UK makes Online Safety Bill concession in encryption row

Online Safety Bill parliament

Ministers have conceded that it is not “technically feasible” to scan encrypted messages for explicit child abuse material without undermining privacy in a de-escalation of a row with technology companies over the Online Safety Bill.

Messaging apps including WhatsApp, owned by Facebook parent company Meta, and Signal had threatened to leave the UK if asked to weaken encryption standards for the bill.

A controversial clause in the bill, which is going through parliament, gave Ofcom powers to order messaging services to scan for and take down child sexual abuse material.

However, experts and privacy advocates said that this would not be technically possible without undermining end-to-end encryption, which means only the sender and receiver can see the contents of the message.

The minister for arts and heritage, Stephen Parkinson, said in a final reading at the House of Lords that Ofcom would only be able to intervene if scanning content was “technically feasible”.

He said: “A notice can only be issued where technically feasible and where technology has been accredited as meeting minimum standards of accuracy in detecting only child sexual abuse and exploitation content.”

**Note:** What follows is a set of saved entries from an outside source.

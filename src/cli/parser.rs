use crate::services::ServiceConfig;
use clap::{ArgAction, CommandFactory, FromArgMatches, Parser};

const VERSION_INFO: &str = env!("C2_BUILD_VERSION");
const NO_VERIFY_SSL: &str = "--no-verify-ssl";

#[derive(Parser, Debug)]
#[command(about = "Command line client for CROC Cloud services", long_about = None, version = VERSION_INFO)]
pub struct Cli {
    /// API action, e.g. DescribeInstances or describe_instances
    pub action: String,

    /// Do not verify the endpoint's TLS certificate
    #[arg(long)]
    pub no_verify_ssl: bool,

    /// Increase message verbosity (-v for debug, -vv for trace)
    #[arg(short, long, action = ArgAction::Count)]
    pub verbose: u8,

    /// Action parameters as `key value` pairs, e.g. Filter.1.Name instance-type
    #[arg(trailing_var_arg = true, allow_hyphen_values = true, value_name = "KEY VALUE")]
    pub parameters: Vec<String>,
}

impl Cli {
    /// Parses `args` for `service`, using its program name in help and errors.
    pub fn parse_for<I, T>(service: &ServiceConfig, args: I) -> Result<Self, clap::Error>
    where
        I: IntoIterator<Item = T>,
        T: Into<std::ffi::OsString> + Clone,
    {
        let command = Cli::command().name(service.program).bin_name(service.program);
        let matches = command.try_get_matches_from(args)?;
        let mut cli = Cli::from_arg_matches(&matches)?;
        cli.extract_flags();
        Ok(cli)
    }

    /// `--no-verify-ssl` may also appear after the action, in a key position.
    fn extract_flags(&mut self) {
        let mut parameters = Vec::with_capacity(self.parameters.len());
        let mut rest = std::mem::take(&mut self.parameters).into_iter();
        while let Some(key) = rest.next() {
            if key == NO_VERIFY_SSL {
                self.no_verify_ssl = true;
                continue;
            }
            parameters.push(key);
            if let Some(value) = rest.next() {
                parameters.push(value);
            }
        }
        self.parameters = parameters;
    }
}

The development, which was first reported by the Financial Times, is being hailed as a win by tech companies and privacy campaigners.

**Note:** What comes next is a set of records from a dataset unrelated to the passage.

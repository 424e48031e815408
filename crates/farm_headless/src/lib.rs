//! # Farm Headless
//!
//! Headless farm runner. Runs the simulation without graphics, controlled
//! via JSON commands on stdin or a RON script, with responses on stdout.
//! This enables:
//! - Automated playtesting of data files
//! - Determinism verification in CI
//! - Reproducing bug reports as scripts
//!
//! ## Protocol
//!
//! - **stdin**: Commands from the controller (wait, move, interact, etc.)
//! - **stdout**: Responses and state (JSON lines)
//! - **stderr**: Logs
//!
//! See [`protocol`] for the message formats.

#![forbid(unsafe_code)]
#![warn(missing_docs)]
#![warn(clippy::all, clippy::pedantic)]

pub mod loader;
pub mod protocol;
pub mod runner;
pub mod script;

pub use loader::{LoadError, World, WorldPaths};
pub use protocol::{Command, EntityRef, Response};
pub use runner::HeadlessRunner;
pub use script::Script;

Meredith Whittaker, president of Signal, wrote on X, formerly Twitter, that it was a “victory”.

Whittaker added she was “grateful to the UK government for making their stand clear. This is a really important moment, even if it’s not the final win.”

The government said it has not changed its stance.

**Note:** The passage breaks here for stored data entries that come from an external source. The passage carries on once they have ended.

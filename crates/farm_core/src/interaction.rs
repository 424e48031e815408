//! Proximity gate for player interactions.

use crate::math::{Fixed, Vec2Fixed};

/// Reference interaction radius in world pixels.
pub const DEFAULT_INTERACTION_RADIUS: i32 = 100;

/// True iff the actor is strictly within `radius` of the entity.
///
/// Compared on squared distance so no square root is taken.
#[must_use]
pub fn can_interact(entity: Vec2Fixed, actor: Vec2Fixed, radius: Fixed) -> bool {
    entity.distance_squared(actor) < radius.saturating_mul(radius)
}

#[cfg(test)]
mod tests {
    use super::*;

    fn radius() -> Fixed {
        Fixed::from_num(DEFAULT_INTERACTION_RADIUS)
    }

    #[test]
    fn test_within_radius() {
        assert!(can_interact(
            Vec2Fixed::from_num(100, 100),
            Vec2Fixed::from_num(150, 170),
            radius()
        ));
    }

    #[test]
    fn test_exactly_on_radius_is_excluded() {
        // 60² + 80² = 100²
        assert!(!can_interact(
            Vec2Fixed::from_num(0, 0),
            Vec2Fixed::from_num(60, 80),
            radius()
        ));
    }

    #[test]
    fn test_far_beyond_world_limit_is_out_of_range() {
        assert!(!can_interact(
            Vec2Fixed::from_num(50_000, 300),
            Vec2Fixed::from_num(400, 300),
            radius()
        ));
        assert!(!can_interact(
            Vec2Fixed::from_num(-2_000_000, 0),
            Vec2Fixed::from_num(2_000_000, 0),
            Fixed::from_num(60_000)
        ));
    }

    #[test]
    fn test_far_away() {
        assert!(!can_interact(
            Vec2Fixed::from_num(0, 0),
            Vec2Fixed::from_num(500, 0),
            radius()
        ));
    }
}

A government spokesperson said: “Our position on this matter has not changed and it is wrong to suggest otherwise.  Our stance on tackling child sexual abuse online remains firm, and we have always been clear that the Bill takes a measured, evidence-based approach to doing so.

“As has always been the case, as a last resort, on a case-by-case basis and only when stringent privacy safeguards have been met, it will enable Ofcom to direct companies to either use, or make best efforts to develop or source, technology to identify and remove illegal child sexual abuse content – which we know can be developed.”

The spokesperson added that it met with tech companies including TikTok, Meta, Microsoft on Monday to discuss ways to tackle the “threats posed by sexual offenders exploiting our children”.

Richard Collard, the head of child safety online policy at the NSPCC, said: “This statement reinforces how the online safety bill sets out a balanced settlement that should encourage companies to mitigate the risks of child sexual abuse when designing and rolling out features like end-to-end encryption. It does not change the requirements in the legislation.”